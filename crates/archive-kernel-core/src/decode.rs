use std::sync::OnceLock;

use regex_lite::Regex;
use serde::{Deserialize, Serialize};
use serde_json::{Map, Number, Value};

use crate::FieldMap;

const DECODE_TARGET: &str = "archive_kernel::decode";
const MAX_LEGACY_DEPTH: usize = 32;

/// Which decoding strategy produced a payload's field map, best first.
#[derive(Debug, Clone, Copy, Serialize, Deserialize, Eq, PartialEq, Ord, PartialOrd, Hash)]
#[serde(rename_all = "snake_case")]
pub enum DecodeQuality {
    Strict,
    Repaired,
    Legacy,
    Heuristic,
    None,
}

impl DecodeQuality {
    #[must_use]
    pub fn as_str(self) -> &'static str {
        match self {
            Self::Strict => "strict",
            Self::Repaired => "repaired",
            Self::Legacy => "legacy",
            Self::Heuristic => "heuristic",
            Self::None => "none",
        }
    }

    #[must_use]
    pub fn parse(value: &str) -> Option<Self> {
        match value {
            "strict" => Some(Self::Strict),
            "repaired" => Some(Self::Repaired),
            "legacy" => Some(Self::Legacy),
            "heuristic" => Some(Self::Heuristic),
            "none" => Some(Self::None),
            _ => None,
        }
    }

    #[must_use]
    pub fn is_degraded(self) -> bool {
        self != Self::Strict
    }
}

#[derive(Debug, Clone, PartialEq, Serialize, Deserialize)]
pub struct DecodedPayload {
    pub fields: FieldMap,
    pub quality: DecodeQuality,
}

impl DecodedPayload {
    #[must_use]
    pub fn empty() -> Self {
        Self { fields: FieldMap::new(), quality: DecodeQuality::None }
    }
}

type Strategy = fn(&str) -> Option<FieldMap>;

const STRATEGIES: [(DecodeQuality, Strategy); 4] = [
    (DecodeQuality::Strict, decode_strict),
    (DecodeQuality::Repaired, decode_repaired),
    (DecodeQuality::Legacy, decode_legacy),
    (DecodeQuality::Heuristic, decode_heuristic),
];

/// Best-effort decode of an archived payload.
///
/// Strategies run in order and the first non-empty field map wins. Malformed input is
/// never an error: when every strategy fails the result is an empty map with quality
/// [`DecodeQuality::None`]. Each escalation is logged under `archive_kernel::decode`.
#[must_use]
pub fn decode_payload(raw: &str) -> DecodedPayload {
    let trimmed = raw.trim_start_matches('\u{feff}').trim();
    if trimmed.is_empty() {
        tracing::warn!(target: DECODE_TARGET, "archived payload is empty");
        return DecodedPayload::empty();
    }

    for (quality, strategy) in STRATEGIES {
        if let Some(fields) = strategy(trimmed) {
            if quality.is_degraded() {
                tracing::warn!(
                    target: DECODE_TARGET,
                    quality = quality.as_str(),
                    fields = fields.len(),
                    "archived payload recovered with a degraded strategy"
                );
            }
            return DecodedPayload { fields, quality };
        }
        tracing::debug!(
            target: DECODE_TARGET,
            strategy = quality.as_str(),
            "decode strategy produced nothing; escalating"
        );
    }

    tracing::warn!(
        target: DECODE_TARGET,
        payload_len = raw.len(),
        "archived payload could not be decoded by any strategy"
    );
    DecodedPayload::empty()
}

fn non_empty(object: Map<String, Value>) -> Option<FieldMap> {
    if object.is_empty() {
        return None;
    }
    Some(object.into_iter().collect())
}

fn decode_strict(raw: &str) -> Option<FieldMap> {
    match serde_json::from_str::<Value>(raw).ok()? {
        Value::Object(object) => non_empty(object),
        _ => None,
    }
}

fn decode_repaired(raw: &str) -> Option<FieldMap> {
    // Double-encoded payloads parse as a JSON string whose content is the object.
    if let Ok(Value::String(inner)) = serde_json::from_str::<Value>(raw) {
        let inner = inner.trim();
        return decode_strict(inner).or_else(|| repair_and_parse(inner));
    }
    repair_and_parse(raw)
}

fn repair_and_parse(raw: &str) -> Option<FieldMap> {
    let mut text = raw.to_string();

    let quoted = text.len() >= 2
        && ((text.starts_with('"') && text.ends_with('"'))
            || (text.starts_with('\'') && text.ends_with('\'')));
    if quoted {
        text = text[1..text.len() - 1].to_string();
    }
    if text.contains("\\\"") {
        text = text.replace("\\\"", "\"");
    }
    if !text.contains('"') && text.contains('\'') {
        text = text.replace('\'', "\"");
    }
    if let Some(pattern) = unquoted_key_pattern() {
        text = pattern.replace_all(&text, "${1}\"${2}\":").into_owned();
    }
    if let Some(pattern) = trailing_comma_pattern() {
        text = pattern.replace_all(&text, "${1}").into_owned();
    }

    decode_strict(&text)
}

fn decode_legacy(raw: &str) -> Option<FieldMap> {
    let mut reader = LegacyReader { input: raw.as_bytes(), pos: 0 };
    match reader.parse_value(0)? {
        Value::Object(object) => non_empty(object),
        _ => None,
    }
}

fn decode_heuristic(raw: &str) -> Option<FieldMap> {
    let mut fields = FieldMap::new();

    // Length-corrupted legacy payloads still carry recognisable key/value pairs.
    if let Some(pattern) = legacy_pair_pattern() {
        for captures in pattern.captures_iter(raw) {
            let Some(key) = captures.get(1).map(|m| m.as_str().to_string()) else {
                continue;
            };
            let value = if let Some(text) = captures.get(2) {
                Value::String(text.as_str().to_string())
            } else if let Some(int) = captures.get(3) {
                int.as_str().parse::<i64>().map(Value::from).unwrap_or(Value::Null)
            } else if let Some(flag) = captures.get(4) {
                Value::Bool(flag.as_str() == "1")
            } else {
                Value::Null
            };
            fields.entry(key).or_insert(value);
        }
    }
    if !fields.is_empty() {
        return Some(fields);
    }

    let pattern = key_value_pattern()?;
    for captures in pattern.captures_iter(raw) {
        let Some(key) = captures.get(1).map(|m| m.as_str().to_string()) else {
            continue;
        };
        let value = captures
            .get(2)
            .or_else(|| captures.get(3))
            .map(|m| m.as_str().to_string())
            .or_else(|| captures.get(4).map(|m| m.as_str().trim().to_string()));
        let Some(value) = value else {
            continue;
        };
        let value = if value.eq_ignore_ascii_case("null") {
            Value::Null
        } else {
            Value::String(value)
        };
        fields.entry(key).or_insert(value);
    }

    if fields.is_empty() {
        None
    } else {
        Some(fields)
    }
}

fn cached(cell: &'static OnceLock<Option<Regex>>, pattern: &str) -> Option<&'static Regex> {
    cell.get_or_init(|| Regex::new(pattern).ok()).as_ref()
}

fn unquoted_key_pattern() -> Option<&'static Regex> {
    static CELL: OnceLock<Option<Regex>> = OnceLock::new();
    cached(&CELL, r"([{,]\s*)([A-Za-z_][A-Za-z0-9_]*)\s*:")
}

fn trailing_comma_pattern() -> Option<&'static Regex> {
    static CELL: OnceLock<Option<Regex>> = OnceLock::new();
    cached(&CELL, r",\s*([}\]])")
}

fn legacy_pair_pattern() -> Option<&'static Regex> {
    static CELL: OnceLock<Option<Regex>> = OnceLock::new();
    cached(
        &CELL,
        r#"s:\d+:"([A-Za-z_][A-Za-z0-9_]*)";\s*(?:s:\d+:"([^"]*)"|i:(-?\d+)|b:([01])|N)"#,
    )
}

fn key_value_pattern() -> Option<&'static Regex> {
    static CELL: OnceLock<Option<Regex>> = OnceLock::new();
    cached(
        &CELL,
        r#"["']?([A-Za-z_][A-Za-z0-9_]*)["']?\s*(?:=>|[:=])\s*(?:"([^"]*)"|'([^']*)'|([^,;\r\n}\]]+))"#,
    )
}

/// Reader for the length-prefixed legacy object serialization
/// (`a:2:{s:4:"name";s:8:"Jane Doe";s:2:"id";i:42;}`).
struct LegacyReader<'a> {
    input: &'a [u8],
    pos: usize,
}

impl<'a> LegacyReader<'a> {
    fn next_byte(&mut self) -> Option<u8> {
        let byte = *self.input.get(self.pos)?;
        self.pos += 1;
        Some(byte)
    }

    fn expect(&mut self, expected: u8) -> Option<()> {
        (self.next_byte()? == expected).then_some(())
    }

    fn read_until(&mut self, delimiter: u8) -> Option<&'a str> {
        let rest = self.input.get(self.pos..)?;
        let offset = rest.iter().position(|byte| *byte == delimiter)?;
        let slice = rest.get(..offset)?;
        self.pos += offset + 1;
        std::str::from_utf8(slice).ok()
    }

    fn read_string(&mut self) -> Option<String> {
        let len = self.read_until(b':')?.parse::<usize>().ok()?;
        self.expect(b'"')?;
        let end = self.pos.checked_add(len)?;
        let bytes = self.input.get(self.pos..end)?;
        self.pos = end;
        self.expect(b'"')?;
        Some(String::from_utf8_lossy(bytes).into_owned())
    }

    fn parse_value(&mut self, depth: usize) -> Option<Value> {
        if depth > MAX_LEGACY_DEPTH {
            return None;
        }
        match self.next_byte()? {
            b'N' => {
                self.expect(b';')?;
                Some(Value::Null)
            }
            b'b' => {
                self.expect(b':')?;
                match self.read_until(b';')? {
                    "0" => Some(Value::Bool(false)),
                    "1" => Some(Value::Bool(true)),
                    _ => None,
                }
            }
            b'i' => {
                self.expect(b':')?;
                self.read_until(b';')?.parse::<i64>().ok().map(Value::from)
            }
            b'd' => {
                self.expect(b':')?;
                let parsed = self.read_until(b';')?.parse::<f64>().ok()?;
                Some(Number::from_f64(parsed).map_or(Value::Null, Value::Number))
            }
            b's' => {
                self.expect(b':')?;
                let text = self.read_string()?;
                self.expect(b';')?;
                Some(Value::String(text))
            }
            b'a' => {
                self.expect(b':')?;
                let count = self.read_until(b':')?.parse::<usize>().ok()?;
                self.parse_entries(count, depth)
            }
            b'O' => {
                self.expect(b':')?;
                let _class_name = self.read_string()?;
                self.expect(b':')?;
                let count = self.read_until(b':')?.parse::<usize>().ok()?;
                self.parse_entries(count, depth)
            }
            _ => None,
        }
    }

    fn parse_entries(&mut self, count: usize, depth: usize) -> Option<Value> {
        self.expect(b'{')?;
        let mut entries = Vec::with_capacity(count.min(256));
        for _ in 0..count {
            let key = match self.parse_value(depth + 1)? {
                Value::String(key) => strip_visibility_prefix(&key).to_string(),
                Value::Number(index) => index.to_string(),
                _ => return None,
            };
            let value = self.parse_value(depth + 1)?;
            entries.push((key, value));
        }
        self.expect(b'}')?;
        Some(entries_to_value(entries))
    }
}

/// Protected and private object properties carry a `\0...\0` prefix before the name.
fn strip_visibility_prefix(key: &str) -> &str {
    key.rsplit('\0').next().unwrap_or(key)
}

fn entries_to_value(entries: Vec<(String, Value)>) -> Value {
    let sequential = !entries.is_empty()
        && entries.iter().enumerate().all(|(index, (key, _))| key == &index.to_string());
    if sequential {
        return Value::Array(entries.into_iter().map(|(_, value)| value).collect());
    }
    Value::Object(entries.into_iter().collect())
}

▶ Action item:
Retrieve each line of the data in which the word "rest" can be found.

▶ Output:
        let rest = self.input.get(self.pos..)?;
        let offset = rest.iter().position(|byte| *byte == delimiter)?;
        let slice = rest.get(..offset)?;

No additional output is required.